Female Genital Cutting - was dahinter steckt

Abbildung 2
Bereits bei der Bezeichnung der Beschneidung von Frauen fehlt es an einer einheitlichen Definition. Female genital cutting (FGC) wird sowohl als weibliche Genitalbeschneidung als auch als -verstümmelung (engl. mutilation) oder als female circumcision bezeichnet. Doch wo liegt nun der Unterschied?

Alle diese drei Praktiken bezeichnen einen nicht-medizinisch indizierten Eingriff, bei dem Teile der weiblichen Genitalien entfernt werden:

Female genital mutilation (FGM): Diese Terminologie der weiblichen Genitalverstümmelung wird vorwiegend von Menschenrechtsaktivisten und -gruppen verwendet. Mit der Bezeichnung “Verstümmelung” wird bereits eine negative Assoziation zu der Praktik hergestellt und der damit einhergehende menschenrechtsverletzende Charakter hervorgehoben.

Female genital cutting (FGC): Der Terminus der weiblichen Genitalbeschneidung wird ebenfalls von Aktivisten verwendet, wobei er weniger wertend scheint, als “Verstümmelung”. 

Female circumcision: Der Begriff der weiblichen Beschneidung wird als Pendant zur männlichen Zirkumzision verwendet. Damit soll vermittelt werden, dass es sich nicht um einen schädlichen Eingriff handelt, wobei zu berücksichtigen ist, dass die weibliche Beschneidung je nach Typus deutlich invasiver ist, als die Männliche.
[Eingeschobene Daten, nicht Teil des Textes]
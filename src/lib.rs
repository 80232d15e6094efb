// SPDX-License-Identifier: MIT

//! tailor-rs: tailor a structured document to a requirements document
//! through a checkpointed, LLM-backed workflow graph.

pub mod adk;
pub mod tailor;
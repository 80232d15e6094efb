// SPDX-License-Identifier: MIT

use crate::tailor::config::InputLimits;
use crate::tailor::workflow::stage::{Stage, StageOutput};
use crate::tailor::workflow::state::{Field, PipelineState, StateUpdate};
use crate::tailor::workflow::types::{StageError, StageName};
use async_trait::async_trait;

/// Checks both inputs are present and long enough
pub struct ValidateInputs {
    limits: InputLimits,
}

impl ValidateInputs {
    pub fn new(limits: InputLimits) -> Self {
        Self { limits }
    }

    fn check(&self, state: &PipelineState) -> Vec<StageError> {
        let mut failures = Vec::new();

        if state.source_document.trim().is_empty() {
            failures.push(StageError::validation(
                StageName::Validate,
                "Document content is empty",
            ));
        } else if state.source_document.chars().count() < self.limits.min_document_len {
            failures.push(StageError::validation(
                StageName::Validate,
                format!(
                    "Document appears too short (less than {} characters)",
                    self.limits.min_document_len
                ),
            ));
        }

        if state.requirements_text.trim().is_empty() {
            failures.push(StageError::validation(
                StageName::Validate,
                "Requirements text is empty",
            ));
        } else if state.requirements_text.chars().count() < self.limits.min_requirements_len {
            failures.push(StageError::validation(
                StageName::Validate,
                format!(
                    "Requirements text appears too short (less than {} characters)",
                    self.limits.min_requirements_len
                ),
            ));
        }

        failures
    }
}

impl Default for ValidateInputs {
    fn default() -> Self {
        Self::new(InputLimits::default())
    }
}

#[async_trait]
impl Stage for ValidateInputs {
    fn name(&self) -> StageName {
        StageName::Validate
    }

    fn writes(&self) -> &'static [Field] {
        &[]
    }

    async fn run(&self, state: &PipelineState) -> StageOutput {
        let failures = self.check(state);
        if failures.is_empty() {
            log::info!("Inputs validated");
        }
        StageOutput {
            update: StateUpdate::new(),
            failures,
        }
    }
}
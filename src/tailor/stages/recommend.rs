// SPDX-License-Identifier: MIT

use super::{decode, lenient_f64, lenient_text, non_blank};
use crate::adk::analyst::Analyst;
use crate::adk::error::TailorError;
use crate::tailor::prompts;
use crate::tailor::workflow::stage::{Stage, StageOutput};
use crate::tailor::workflow::state::{Field, PipelineState, StateUpdate};
use crate::tailor::workflow::types::{
    recommendation_id, Gap, Recommendation, StageError, StageName, WorkflowStage,
    PRIORITY_HIGHEST, PRIORITY_LOWEST,
};
use async_trait::async_trait;
use serde::Deserialize;
use serde_json::Value;
use std::collections::HashSet;
use std::sync::Arc;

const DEFAULT_PRIORITY: u8 = 3;

#[derive(Debug, Default, Deserialize)]
#[serde(default)]
struct RecommendationsDraft {
    recommendations: Vec<RecommendationDraft>,
}

#[derive(Debug, Default, Deserialize)]
#[serde(default)]
struct RecommendationDraft {
    #[serde(alias = "id")]
    recommendation_id: Option<String>,
    priority: Value,
    category: String,
    description: String,
    #[serde(alias = "action")]
    specific_action: Value,
    rationale: Value,
    #[serde(alias = "modification")]
    latex_modification: Option<String>,
}

/// Clamp a model-provided priority into 1..=5
fn priority(value: &Value) -> u8 {
    match lenient_f64(value) {
        Some(p) => p.round().clamp(PRIORITY_HIGHEST as f64, PRIORITY_LOWEST as f64) as u8,
        None => DEFAULT_PRIORITY,
    }
}

/// Turns the selected gaps into prioritized recommendations
pub struct GenerateRecommendations {
    analyst: Arc<dyn Analyst>,
    max_tokens: u32,
}

impl GenerateRecommendations {
    pub fn new(analyst: Arc<dyn Analyst>, max_tokens: u32) -> Self {
        Self {
            analyst,
            max_tokens,
        }
    }

    async fn generate(
        &self,
        state: &PipelineState,
        gaps: &[&Gap],
    ) -> Result<Vec<Recommendation>, TailorError> {
        let prompt = prompts::generate_recommendations_prompt(
            gaps,
            &state.document_sections,
            &state.requirements,
            state.similarity_score,
        );
        let response = self
            .analyst
            .generate_structured(&prompt, prompts::RECOMMEND_SYSTEM_PROMPT, self.max_tokens)
            .await?;
        let draft: RecommendationsDraft = decode(response)?;

        let mut ordinal = state.recommendations.len();
        let mut used: HashSet<String> =
            state.recommendations.iter().map(|r| r.id.clone()).collect();

        let mut batch: Vec<Recommendation> = draft
            .recommendations
            .into_iter()
            .map(|r| {
                ordinal += 1;
                // Model-supplied ids are kept unless blank or already taken
                let id = match non_blank(r.recommendation_id) {
                    Some(id) if !used.contains(&id) => id,
                    _ => {
                        while used.contains(&recommendation_id(ordinal)) {
                            ordinal += 1;
                        }
                        recommendation_id(ordinal)
                    }
                };
                used.insert(id.clone());
                Recommendation {
                    id,
                    priority: priority(&r.priority),
                    category: r.category,
                    description: r.description,
                    action: lenient_text(&r.specific_action),
                    rationale: lenient_text(&r.rationale),
                    modification: non_blank(r.latex_modification),
                }
            })
            .collect();

        // Stable: equal priorities keep model order
        batch.sort_by_key(|r| r.priority);
        Ok(batch)
    }
}

#[async_trait]
impl Stage for GenerateRecommendations {
    fn name(&self) -> StageName {
        StageName::GenerateRecommendations
    }

    fn writes(&self) -> &'static [Field] {
        &[Field::Recommendations, Field::WorkflowStage]
    }

    async fn run(&self, state: &PipelineState) -> StageOutput {
        let mut update = StateUpdate::stage(WorkflowStage::Generating);
        let gaps = state.selected_gap_records();

        if state.selected_gaps.as_ref().is_some_and(|ids| ids.is_empty()) {
            log::info!("No gaps selected, skipping recommendation generation");
            update.recommendations = Some(Vec::new());
            return StageOutput::ok(update);
        }

        match self.generate(state, &gaps).await {
            Ok(batch) => {
                log::info!(
                    "Generated {} recommendations for {} gaps",
                    batch.len(),
                    gaps.len()
                );
                update.recommendations = Some(batch);
                StageOutput::ok(update)
            }
            Err(e) => {
                update.recommendations = Some(Vec::new());
                StageOutput::failed(update, StageError::capability(self.name(), e.to_string()))
            }
        }
    }
}
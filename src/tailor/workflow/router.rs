// SPDX-License-Identifier: MIT

//! Routers - predicates over state that pick the next edge
//!
//! Each router declares the full set of routes it can return so the graph
//! compiler can check every route has a successor before anything runs.

use crate::tailor::workflow::state::PipelineState;
use std::fmt;

/// Edge label returned by a router
#[derive(Debug, Clone, Copy, PartialEq, Eq, Hash, PartialOrd, Ord)]
pub enum Route {
    Continue,
    End,
    Abort,
    SelectGaps,
    GenerateRecommendations,
    ApplyEdits,
    SkipEdits,
}

impl Route {
    pub fn as_str(&self) -> &'static str {
        match self {
            Route::Continue => "continue",
            Route::End => "end",
            Route::Abort => "abort",
            Route::SelectGaps => "select_gaps",
            Route::GenerateRecommendations => "generate_recommendations",
            Route::ApplyEdits => "apply_edits",
            Route::SkipEdits => "skip_edits",
        }
    }
}

impl fmt::Display for Route {
    fn fmt(&self, f: &mut fmt::Formatter<'_>) -> fmt::Result {
        f.write_str(self.as_str())
    }
}

/// Chooses the outgoing edge of a stage
pub trait Router: Send + Sync {
    fn name(&self) -> &str;

    /// Every route `decide` can return
    fn routes(&self) -> Vec<Route>;

    fn decide(&self, state: &PipelineState) -> Route;
}

/// `end` when any error was recorded or an input is missing, else `continue`
pub struct ContinueOrEnd;

impl Router for ContinueOrEnd {
    fn name(&self) -> &str {
        "continue_or_end"
    }

    fn routes(&self) -> Vec<Route> {
        vec![Route::Continue, Route::End]
    }

    fn decide(&self, state: &PipelineState) -> Route {
        if let Some(last) = state.errors.last() {
            log::warn!("Stopping workflow due to error: {}", last);
            return Route::End;
        }
        if !state.has_inputs() {
            return Route::End;
        }
        Route::Continue
    }
}

/// `abort` on the first recorded error, else `continue`
pub struct ContinueOrAbort;

impl Router for ContinueOrAbort {
    fn name(&self) -> &str {
        "continue_or_abort"
    }

    fn routes(&self) -> Vec<Route> {
        vec![Route::Continue, Route::Abort]
    }

    fn decide(&self, state: &PipelineState) -> Route {
        match state.errors.last() {
            Some(last) => {
                log::warn!("Error detected, aborting before further analysis: {}", last);
                Route::Abort
            }
            None => Route::Continue,
        }
    }
}

/// Whether the gap checkpoint should run
pub struct SelectOrSkipSelection;

impl Router for SelectOrSkipSelection {
    fn name(&self) -> &str {
        "select_or_skip_selection"
    }

    fn routes(&self) -> Vec<Route> {
        vec![Route::SelectGaps, Route::GenerateRecommendations]
    }

    fn decide(&self, state: &PipelineState) -> Route {
        if state.gaps.is_empty() {
            return Route::GenerateRecommendations;
        }
        // Already selected, e.g. when resuming
        if state.selected_gaps.is_some() {
            return Route::GenerateRecommendations;
        }
        if state.interactive_gap_selection {
            Route::SelectGaps
        } else {
            Route::GenerateRecommendations
        }
    }
}

/// Whether there is anything to apply
pub struct ApplyOrSkip;

impl Router for ApplyOrSkip {
    fn name(&self) -> &str {
        "apply_or_skip"
    }

    fn routes(&self) -> Vec<Route> {
        vec![Route::ApplyEdits, Route::SkipEdits]
    }

    fn decide(&self, state: &PipelineState) -> Route {
        match &state.accepted_recommendations {
            Some(accepted) if !accepted.is_empty() => Route::ApplyEdits,
            Some(_) => {
                log::warn!("No recommendations accepted, skipping edits");
                Route::SkipEdits
            }
            None if !state.recommendations.is_empty() => Route::ApplyEdits,
            None => {
                log::warn!("No recommendations generated, skipping edits");
                Route::SkipEdits
            }
        }
    }
}

/// Runs [`ContinueOrAbort`] first and defers to `inner` only when not aborting
pub struct AbortFirst<R> {
    name: String,
    inner: R,
}

impl<R: Router> AbortFirst<R> {
    pub fn new(inner: R) -> Self {
        Self {
            name: format!("abort_then_{}", inner.name()),
            inner,
        }
    }
}

impl<R: Router> Router for AbortFirst<R> {
    fn name(&self) -> &str {
        &self.name
    }

    fn routes(&self) -> Vec<Route> {
        let mut routes = vec![Route::Abort];
        routes.extend(self.inner.routes().into_iter().filter(|r| *r != Route::Abort));
        routes
    }

    fn decide(&self, state: &PipelineState) -> Route {
        if ContinueOrAbort.decide(state) == Route::Abort {
            return Route::Abort;
        }
        self.inner.decide(state)
    }
}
Wir Autorinnen haben uns entschieden, für diesen Blogeintrag eine einheitliche Terminologie zu verwenden. Uns erschien es wichtig, aufgrund unseres objektiven Ansatzes der Thematik dieses Blogbeitrages denjenigen Begriff zu verwenden, der so wertneutral wie möglich ist und zudem am treffendsten. Die Formulierung FGM (female genital mutilation) lässt kaum Raum für Diskussionen oder Verständnis für die verschiedenen Formen und Inhalte der weiblichen Genitalbeschneidung, da mit Verstümmelung moralischer Aufstand und die implizite Annahme, Eltern und Verwandte würden ihren Kindern damit schaden, verbunden ist (Robertson C., 2002, S. 54-86). Wir haben uns daher für Female Genital Cutting (FGC) entschieden, da “Verstümmelung” unserer Meinung nach zu negativ konnotiert ist und female circumcision nicht wirklich treffend ist.

Bezüglich der Praktik der weiblichen Genitalbeschneidung klassifiziert die Weltgesundheitsorganisation (WHO) vier verschieden Formen:

  • Typ I; Sunna: Entfernung der Klitorisvorhaut mit einer vollständigen oder teilweisen Entfernung der Klitoris
  • Typ II; Exzision: Entfernung der kleinen Schamlippen mit oder ohne Klitoridektomie
  • Typ III; Infibulation: Alle die Vulva verschliessenden Massnahmen, in dem die Schamlippen aufgeschnitten und zusammengenäht werden mit oder ohne Klitoridektomie
  • Typ IV; diverse, nicht klassifizierbare Praktiken wie Punktion, Piercing, Einschnitt und Einriss der Klitoris, Ausziehung, Verlängerung der Klitoris und der kleinen Schamlippen etc. (Hohfeld P., Thierfelder C., Jäger F., 2005, S. 952).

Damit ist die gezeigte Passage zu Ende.